BRIEF →
Whenever the string "scores" appears in a line below, please copy the line out.

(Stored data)
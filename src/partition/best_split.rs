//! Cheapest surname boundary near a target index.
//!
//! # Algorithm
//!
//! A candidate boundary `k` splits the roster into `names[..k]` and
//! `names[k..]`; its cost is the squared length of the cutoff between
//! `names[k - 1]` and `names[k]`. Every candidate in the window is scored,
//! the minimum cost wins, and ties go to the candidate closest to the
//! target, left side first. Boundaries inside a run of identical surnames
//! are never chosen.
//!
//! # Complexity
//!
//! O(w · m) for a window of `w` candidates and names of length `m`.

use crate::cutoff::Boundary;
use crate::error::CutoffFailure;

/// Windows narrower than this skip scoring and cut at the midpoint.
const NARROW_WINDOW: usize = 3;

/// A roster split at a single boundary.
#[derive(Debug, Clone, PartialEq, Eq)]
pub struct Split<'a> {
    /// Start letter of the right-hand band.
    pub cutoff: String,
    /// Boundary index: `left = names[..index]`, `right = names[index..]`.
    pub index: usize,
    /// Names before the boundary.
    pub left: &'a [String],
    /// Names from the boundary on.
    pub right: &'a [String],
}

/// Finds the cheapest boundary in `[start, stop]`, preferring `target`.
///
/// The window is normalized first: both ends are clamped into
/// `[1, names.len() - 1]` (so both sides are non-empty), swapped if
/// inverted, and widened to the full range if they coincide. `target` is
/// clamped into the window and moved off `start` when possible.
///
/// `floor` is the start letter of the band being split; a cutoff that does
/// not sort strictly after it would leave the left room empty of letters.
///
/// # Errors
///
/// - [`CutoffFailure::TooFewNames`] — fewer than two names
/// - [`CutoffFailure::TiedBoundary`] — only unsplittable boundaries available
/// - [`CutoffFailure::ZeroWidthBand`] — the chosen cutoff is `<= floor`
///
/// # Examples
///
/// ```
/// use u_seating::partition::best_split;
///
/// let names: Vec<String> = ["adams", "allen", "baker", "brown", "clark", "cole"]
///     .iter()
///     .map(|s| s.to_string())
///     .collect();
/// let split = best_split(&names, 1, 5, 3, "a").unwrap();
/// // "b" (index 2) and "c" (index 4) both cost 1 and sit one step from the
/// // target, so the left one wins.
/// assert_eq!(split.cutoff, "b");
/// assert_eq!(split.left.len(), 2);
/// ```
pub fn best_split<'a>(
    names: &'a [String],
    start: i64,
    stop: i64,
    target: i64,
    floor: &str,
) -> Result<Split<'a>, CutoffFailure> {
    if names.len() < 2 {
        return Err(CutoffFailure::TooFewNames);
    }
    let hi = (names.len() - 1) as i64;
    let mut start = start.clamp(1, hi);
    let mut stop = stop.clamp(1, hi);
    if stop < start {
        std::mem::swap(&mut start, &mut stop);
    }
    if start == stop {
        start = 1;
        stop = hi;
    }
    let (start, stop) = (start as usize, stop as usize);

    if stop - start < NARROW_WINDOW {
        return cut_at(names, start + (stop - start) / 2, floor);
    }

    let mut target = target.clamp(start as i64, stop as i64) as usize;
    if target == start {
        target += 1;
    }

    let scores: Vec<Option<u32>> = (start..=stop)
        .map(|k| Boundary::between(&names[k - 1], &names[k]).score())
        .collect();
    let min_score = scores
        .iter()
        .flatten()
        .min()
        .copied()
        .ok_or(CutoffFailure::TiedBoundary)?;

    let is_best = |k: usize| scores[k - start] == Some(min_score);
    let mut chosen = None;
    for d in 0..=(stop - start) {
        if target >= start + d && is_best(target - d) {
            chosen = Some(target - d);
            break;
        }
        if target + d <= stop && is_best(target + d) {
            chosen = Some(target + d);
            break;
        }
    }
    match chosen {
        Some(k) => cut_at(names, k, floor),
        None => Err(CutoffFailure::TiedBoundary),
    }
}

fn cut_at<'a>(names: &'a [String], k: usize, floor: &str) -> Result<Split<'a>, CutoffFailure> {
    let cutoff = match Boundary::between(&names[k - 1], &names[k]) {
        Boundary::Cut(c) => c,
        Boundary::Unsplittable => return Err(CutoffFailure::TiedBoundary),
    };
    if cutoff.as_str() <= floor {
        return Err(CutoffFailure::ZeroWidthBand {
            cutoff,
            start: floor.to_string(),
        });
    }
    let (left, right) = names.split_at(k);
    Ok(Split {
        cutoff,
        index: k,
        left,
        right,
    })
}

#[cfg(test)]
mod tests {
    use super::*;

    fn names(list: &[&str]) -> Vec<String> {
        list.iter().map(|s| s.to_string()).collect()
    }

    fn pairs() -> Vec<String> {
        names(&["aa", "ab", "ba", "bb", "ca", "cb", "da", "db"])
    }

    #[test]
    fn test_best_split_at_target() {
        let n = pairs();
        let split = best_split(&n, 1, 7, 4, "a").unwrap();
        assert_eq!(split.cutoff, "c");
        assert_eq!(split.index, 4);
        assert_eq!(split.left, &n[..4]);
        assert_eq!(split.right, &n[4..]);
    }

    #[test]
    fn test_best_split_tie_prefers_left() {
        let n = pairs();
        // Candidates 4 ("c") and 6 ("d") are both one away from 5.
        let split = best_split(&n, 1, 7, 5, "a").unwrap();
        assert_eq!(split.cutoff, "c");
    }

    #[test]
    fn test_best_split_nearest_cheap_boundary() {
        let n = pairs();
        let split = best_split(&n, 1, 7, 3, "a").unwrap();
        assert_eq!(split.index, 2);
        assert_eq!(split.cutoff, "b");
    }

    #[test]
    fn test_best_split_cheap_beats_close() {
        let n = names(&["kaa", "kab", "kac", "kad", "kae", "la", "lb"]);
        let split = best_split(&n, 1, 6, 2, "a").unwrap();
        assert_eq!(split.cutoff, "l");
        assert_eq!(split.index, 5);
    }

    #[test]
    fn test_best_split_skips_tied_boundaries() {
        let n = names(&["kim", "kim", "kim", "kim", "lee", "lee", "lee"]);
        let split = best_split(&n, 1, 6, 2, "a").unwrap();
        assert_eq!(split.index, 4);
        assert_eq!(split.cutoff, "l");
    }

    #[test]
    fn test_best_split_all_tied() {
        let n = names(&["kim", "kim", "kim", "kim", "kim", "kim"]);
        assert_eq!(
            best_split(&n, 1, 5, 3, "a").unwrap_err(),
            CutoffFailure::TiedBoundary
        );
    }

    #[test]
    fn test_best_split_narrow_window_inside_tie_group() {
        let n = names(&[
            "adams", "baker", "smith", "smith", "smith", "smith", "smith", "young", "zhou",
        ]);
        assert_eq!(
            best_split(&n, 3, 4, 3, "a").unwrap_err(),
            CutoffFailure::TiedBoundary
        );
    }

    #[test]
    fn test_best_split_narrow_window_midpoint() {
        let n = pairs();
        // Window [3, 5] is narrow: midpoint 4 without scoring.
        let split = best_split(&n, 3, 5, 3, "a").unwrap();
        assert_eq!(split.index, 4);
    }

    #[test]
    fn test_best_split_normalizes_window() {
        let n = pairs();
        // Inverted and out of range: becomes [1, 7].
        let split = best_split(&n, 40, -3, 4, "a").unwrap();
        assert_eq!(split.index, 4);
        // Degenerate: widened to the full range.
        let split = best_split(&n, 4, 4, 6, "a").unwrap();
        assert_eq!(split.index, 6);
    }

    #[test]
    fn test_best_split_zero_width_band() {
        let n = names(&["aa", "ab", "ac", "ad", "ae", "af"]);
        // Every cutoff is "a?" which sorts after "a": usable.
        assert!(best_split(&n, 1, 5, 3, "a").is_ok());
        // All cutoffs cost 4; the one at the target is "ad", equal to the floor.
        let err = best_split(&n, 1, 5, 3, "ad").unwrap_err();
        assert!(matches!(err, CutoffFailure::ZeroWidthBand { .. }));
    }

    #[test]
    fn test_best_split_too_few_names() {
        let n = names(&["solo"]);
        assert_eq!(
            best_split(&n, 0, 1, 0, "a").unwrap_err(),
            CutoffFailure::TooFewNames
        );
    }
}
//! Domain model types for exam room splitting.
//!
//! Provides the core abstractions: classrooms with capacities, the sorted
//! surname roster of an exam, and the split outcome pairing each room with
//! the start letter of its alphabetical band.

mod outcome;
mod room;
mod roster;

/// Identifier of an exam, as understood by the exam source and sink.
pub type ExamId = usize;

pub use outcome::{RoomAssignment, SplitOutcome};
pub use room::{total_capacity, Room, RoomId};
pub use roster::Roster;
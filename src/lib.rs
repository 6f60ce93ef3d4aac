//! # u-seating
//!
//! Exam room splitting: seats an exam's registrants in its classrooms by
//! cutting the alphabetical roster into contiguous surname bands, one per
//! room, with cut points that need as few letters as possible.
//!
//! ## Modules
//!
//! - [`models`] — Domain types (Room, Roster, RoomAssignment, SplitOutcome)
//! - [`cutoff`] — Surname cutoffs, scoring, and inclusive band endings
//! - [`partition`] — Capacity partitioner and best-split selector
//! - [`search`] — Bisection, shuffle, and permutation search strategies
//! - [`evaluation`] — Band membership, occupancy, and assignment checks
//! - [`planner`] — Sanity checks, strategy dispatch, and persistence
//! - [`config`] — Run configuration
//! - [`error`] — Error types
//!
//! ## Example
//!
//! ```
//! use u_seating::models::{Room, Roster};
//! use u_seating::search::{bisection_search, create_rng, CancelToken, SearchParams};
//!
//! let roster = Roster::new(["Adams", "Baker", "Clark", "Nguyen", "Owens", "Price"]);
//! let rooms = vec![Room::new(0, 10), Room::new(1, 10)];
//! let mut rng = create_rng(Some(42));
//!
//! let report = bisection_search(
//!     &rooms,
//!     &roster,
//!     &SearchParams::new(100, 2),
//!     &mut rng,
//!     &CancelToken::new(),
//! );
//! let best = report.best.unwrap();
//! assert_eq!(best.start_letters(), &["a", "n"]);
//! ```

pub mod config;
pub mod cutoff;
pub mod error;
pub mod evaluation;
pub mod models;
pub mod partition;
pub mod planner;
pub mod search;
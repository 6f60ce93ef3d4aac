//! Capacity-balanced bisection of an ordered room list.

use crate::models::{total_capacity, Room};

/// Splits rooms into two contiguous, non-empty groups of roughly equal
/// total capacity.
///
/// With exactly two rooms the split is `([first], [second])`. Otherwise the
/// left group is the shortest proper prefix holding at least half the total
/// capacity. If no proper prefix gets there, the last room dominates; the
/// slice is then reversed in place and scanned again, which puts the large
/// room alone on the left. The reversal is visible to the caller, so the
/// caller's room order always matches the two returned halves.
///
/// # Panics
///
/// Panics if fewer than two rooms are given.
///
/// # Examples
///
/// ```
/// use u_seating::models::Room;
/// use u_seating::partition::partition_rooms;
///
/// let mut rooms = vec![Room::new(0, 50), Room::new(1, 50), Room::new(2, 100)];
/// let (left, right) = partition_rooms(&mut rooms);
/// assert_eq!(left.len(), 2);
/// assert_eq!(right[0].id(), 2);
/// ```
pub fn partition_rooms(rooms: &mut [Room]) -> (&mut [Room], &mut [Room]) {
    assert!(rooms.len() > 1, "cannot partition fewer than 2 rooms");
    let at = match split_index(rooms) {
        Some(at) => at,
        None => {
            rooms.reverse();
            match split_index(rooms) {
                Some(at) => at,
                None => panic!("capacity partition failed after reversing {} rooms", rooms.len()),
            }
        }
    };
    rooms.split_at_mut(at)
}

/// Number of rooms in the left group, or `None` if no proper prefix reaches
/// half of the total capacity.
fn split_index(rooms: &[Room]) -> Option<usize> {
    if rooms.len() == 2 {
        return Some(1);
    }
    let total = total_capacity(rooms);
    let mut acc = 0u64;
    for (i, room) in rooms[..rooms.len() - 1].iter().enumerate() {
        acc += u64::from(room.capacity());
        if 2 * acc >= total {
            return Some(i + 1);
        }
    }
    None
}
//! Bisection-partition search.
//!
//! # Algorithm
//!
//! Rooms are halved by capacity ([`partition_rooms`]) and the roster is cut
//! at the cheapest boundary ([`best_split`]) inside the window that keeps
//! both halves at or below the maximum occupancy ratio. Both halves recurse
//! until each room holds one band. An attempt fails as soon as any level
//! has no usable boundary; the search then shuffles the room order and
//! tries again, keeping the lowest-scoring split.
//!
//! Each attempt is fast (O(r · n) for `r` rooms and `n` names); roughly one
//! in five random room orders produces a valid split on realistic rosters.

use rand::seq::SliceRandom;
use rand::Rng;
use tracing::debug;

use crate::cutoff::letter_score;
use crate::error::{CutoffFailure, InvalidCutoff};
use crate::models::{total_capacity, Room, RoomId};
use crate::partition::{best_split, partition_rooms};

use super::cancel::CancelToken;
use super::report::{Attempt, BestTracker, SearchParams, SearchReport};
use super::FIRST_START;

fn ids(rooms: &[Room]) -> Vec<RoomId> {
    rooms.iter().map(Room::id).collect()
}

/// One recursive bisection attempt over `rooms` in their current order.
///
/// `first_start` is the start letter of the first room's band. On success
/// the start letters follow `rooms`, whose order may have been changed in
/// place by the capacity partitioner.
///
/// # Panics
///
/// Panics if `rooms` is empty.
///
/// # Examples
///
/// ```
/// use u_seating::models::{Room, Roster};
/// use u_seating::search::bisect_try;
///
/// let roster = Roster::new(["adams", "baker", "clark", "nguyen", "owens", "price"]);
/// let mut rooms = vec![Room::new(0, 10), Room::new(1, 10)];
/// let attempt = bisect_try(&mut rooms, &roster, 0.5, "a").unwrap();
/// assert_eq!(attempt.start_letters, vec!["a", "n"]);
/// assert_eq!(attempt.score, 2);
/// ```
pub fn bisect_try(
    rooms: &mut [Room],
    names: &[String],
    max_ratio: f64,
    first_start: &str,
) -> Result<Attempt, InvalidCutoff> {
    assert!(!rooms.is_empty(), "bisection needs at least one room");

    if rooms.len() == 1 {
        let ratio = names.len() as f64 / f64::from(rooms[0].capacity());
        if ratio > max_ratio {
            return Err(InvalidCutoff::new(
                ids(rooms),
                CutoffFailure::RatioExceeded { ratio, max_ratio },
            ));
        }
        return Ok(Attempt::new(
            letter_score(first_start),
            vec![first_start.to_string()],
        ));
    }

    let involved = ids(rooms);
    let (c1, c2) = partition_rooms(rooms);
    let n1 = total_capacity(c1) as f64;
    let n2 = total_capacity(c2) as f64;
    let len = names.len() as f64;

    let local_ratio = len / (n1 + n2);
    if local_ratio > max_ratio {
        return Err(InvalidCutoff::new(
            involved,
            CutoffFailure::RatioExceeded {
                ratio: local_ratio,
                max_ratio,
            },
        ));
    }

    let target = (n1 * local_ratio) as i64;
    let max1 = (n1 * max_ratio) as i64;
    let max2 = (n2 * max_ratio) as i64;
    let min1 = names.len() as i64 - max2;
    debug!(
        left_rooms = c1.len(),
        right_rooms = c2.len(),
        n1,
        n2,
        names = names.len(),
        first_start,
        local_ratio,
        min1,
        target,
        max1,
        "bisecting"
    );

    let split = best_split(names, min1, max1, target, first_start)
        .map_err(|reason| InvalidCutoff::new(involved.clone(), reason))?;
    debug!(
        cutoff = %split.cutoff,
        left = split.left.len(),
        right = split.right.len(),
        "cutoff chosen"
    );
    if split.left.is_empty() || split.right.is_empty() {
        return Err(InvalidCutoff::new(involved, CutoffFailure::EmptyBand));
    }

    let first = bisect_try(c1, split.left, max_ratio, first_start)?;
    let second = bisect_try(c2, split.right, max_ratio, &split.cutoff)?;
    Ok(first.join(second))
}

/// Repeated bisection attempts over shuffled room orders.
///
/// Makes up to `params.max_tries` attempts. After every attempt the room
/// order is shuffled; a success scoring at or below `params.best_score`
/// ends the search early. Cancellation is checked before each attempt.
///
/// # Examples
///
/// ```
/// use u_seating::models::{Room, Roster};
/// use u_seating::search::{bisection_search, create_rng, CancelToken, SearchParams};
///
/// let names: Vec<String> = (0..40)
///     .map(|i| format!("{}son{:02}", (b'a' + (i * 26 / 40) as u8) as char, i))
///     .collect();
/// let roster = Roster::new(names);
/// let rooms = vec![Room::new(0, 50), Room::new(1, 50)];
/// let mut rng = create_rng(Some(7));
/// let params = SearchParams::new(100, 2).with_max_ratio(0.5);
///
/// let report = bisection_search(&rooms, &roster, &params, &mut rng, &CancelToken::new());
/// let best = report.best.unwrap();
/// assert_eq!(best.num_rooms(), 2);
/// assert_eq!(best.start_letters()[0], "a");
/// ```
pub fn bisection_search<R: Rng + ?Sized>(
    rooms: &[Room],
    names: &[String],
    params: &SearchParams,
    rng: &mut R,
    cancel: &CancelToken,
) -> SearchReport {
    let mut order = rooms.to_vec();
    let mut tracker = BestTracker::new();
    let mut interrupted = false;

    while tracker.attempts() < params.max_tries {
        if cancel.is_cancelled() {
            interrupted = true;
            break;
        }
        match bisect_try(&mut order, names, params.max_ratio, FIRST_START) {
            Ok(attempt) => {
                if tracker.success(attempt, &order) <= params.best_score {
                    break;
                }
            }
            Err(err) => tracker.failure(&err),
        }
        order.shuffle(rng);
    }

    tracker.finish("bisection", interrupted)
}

RESPONSE BELOW →
    let scores: Vec<Option<u32>> = (start..=stop)
    let min_score = scores
    let is_best = |k: usize| scores[k - start] == Some(min_score);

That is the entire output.